Are there any resources you would recommend to writers and/or illustrators
working on multicultural stories?

The public library is full of excellent multicultural books and folk tales. Also, check out: Tarie Sabido‘s multicultural literature blog, Into The Wardrobe, articles on writing multicultural stories by award-winning PB author Aaron Shepherd; and Papertigers.org which introduces and reviews multicultural kid lit.

What are your current projects?

I’ve several illustration assignments in other book genres, a couple of illos and book dummies for several PB’s (not yet contracted) and WIP’s for a number of stories and poems.

You are in Kaua’i with three of your favorite writers or illustrators. Who are they and where do you take them?

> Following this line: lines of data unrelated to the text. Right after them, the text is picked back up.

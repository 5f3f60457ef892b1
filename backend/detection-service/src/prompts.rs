//! Detection prompt templates
//!
//! Two verbosity modes: the detailed prompt asks for dimension/weight
//! estimates and handling attributes and gets a larger reply budget; the
//! compact prompt only asks for the basic item list.

/// Full prompt for moving-inventory detection.
pub const DETAILED_DETECTION_PROMPT: &str = r#"You are an inventory assistant for a household moving service. Analyze the photo and list every movable household item you can identify.

Respond with a JSON object of the form {"items": [...]} and nothing else. Each element of "items" describes one distinct item:

{
  "id": "string, optional stable identifier",
  "name": "short item name, e.g. 'Three-Seat Sofa'",
  "category": "one of: furniture, appliance, electronics, box, other",
  "subcategory": "optional finer-grained type, e.g. 'sofa', 'refrigerator'",
  "quantity": 1,
  "confidence": 0.0-1.0,
  "bbox_norm": {"x_min": 0.0, "y_min": 0.0, "x_max": 1.0, "y_max": 1.0},
  "dims_cm": {"length": 0, "width": 0, "height": 0},
  "dims_confidence": 0.0-1.0,
  "dimensions_basis": "how the dimensions were estimated",
  "weight_kg": 0.0,
  "weight_confidence": 0.0-1.0,
  "weight_basis": "how the weight was estimated",
  "fragile": false,
  "two_person_lift": false,
  "stackable": false,
  "disassembly_required": false,
  "orientation": "upright | on_side | unknown",
  "color": "dominant color",
  "material": ["wood", "metal", ...],
  "occluded_fraction": 0.0-1.0,
  "room_hint": "living_room | bedroom | kitchen | office | other",
  "brand": "visible brand, omit if unreadable",
  "model": "visible model, omit if unreadable",
  "notes": "anything a moving crew should know"
}

Rules:
- List each distinct physical item once; use repeated entries rather than quantity for items that differ.
- Estimate dimensions and weight from typical retail specifications for the item type; flag low-certainty estimates through dims_confidence and weight_confidence.
- Omit any field you cannot determine instead of guessing.
- Ignore fixed fixtures (walls, built-in cabinets, radiators) and people."#;

/// Compact prompt for basic item listing.
pub const DETECTION_PROMPT: &str = r#"You are an inventory assistant for a household moving service. List every movable household item in the photo.

Respond with a JSON object of the form {"items": [...]} and nothing else. Each element:

{
  "name": "short item name",
  "category": "one of: furniture, appliance, electronics, box, other",
  "quantity": 1,
  "confidence": 0.0-1.0
}

Ignore fixed fixtures and people."#;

This is a difficult question to answer as I have many, many favorites! Off the top of my
head, I’d love to spend a day with Maurice Sendak (he’s the reason I fell in love with
picture books), Naomi Shihab Nye (her words are paintings) and Yuyi Morales (her
paintings are poetic).

I’d take them on a hike into the forests of Mt. Wai’ale’ale where
we would listen and look for the native ‘i’iwi bird, explore the plants and enjoy a picnic
lunch. Next, we’ll break out our sketch books and draw and paint whatever we wanted.
Then we’ll talk story for a while–but they’d do most of the talking because I’d love to
hear about their writing and illustrating adventures.

Any Hawaiian dish and drink you’d recommend? 🙂

A must is fresh poi~just scoop it up with your fingers! 🙂 I really like it with lomi lomi
salmon (a fish salsa type of dish). Another favorite is Chicken Lau Lau which is
prepared with butterfish and chicken, wrapped with ti or taro leaves and steam cooked
to perfection. Yum. I’m getting hungry just answering your question. As for a drink… try
drinking the water straight out of a coconut. It’s very refreshing and delicious.

Last but not least, is there any question you wish I had asked?

Nathalie, 🙂 These questions are perfect. Mahalo nui loa!

Edna, thank you again for your time and for sharing your experience with us. I wish you the best in your current projects, and look forward to your next books.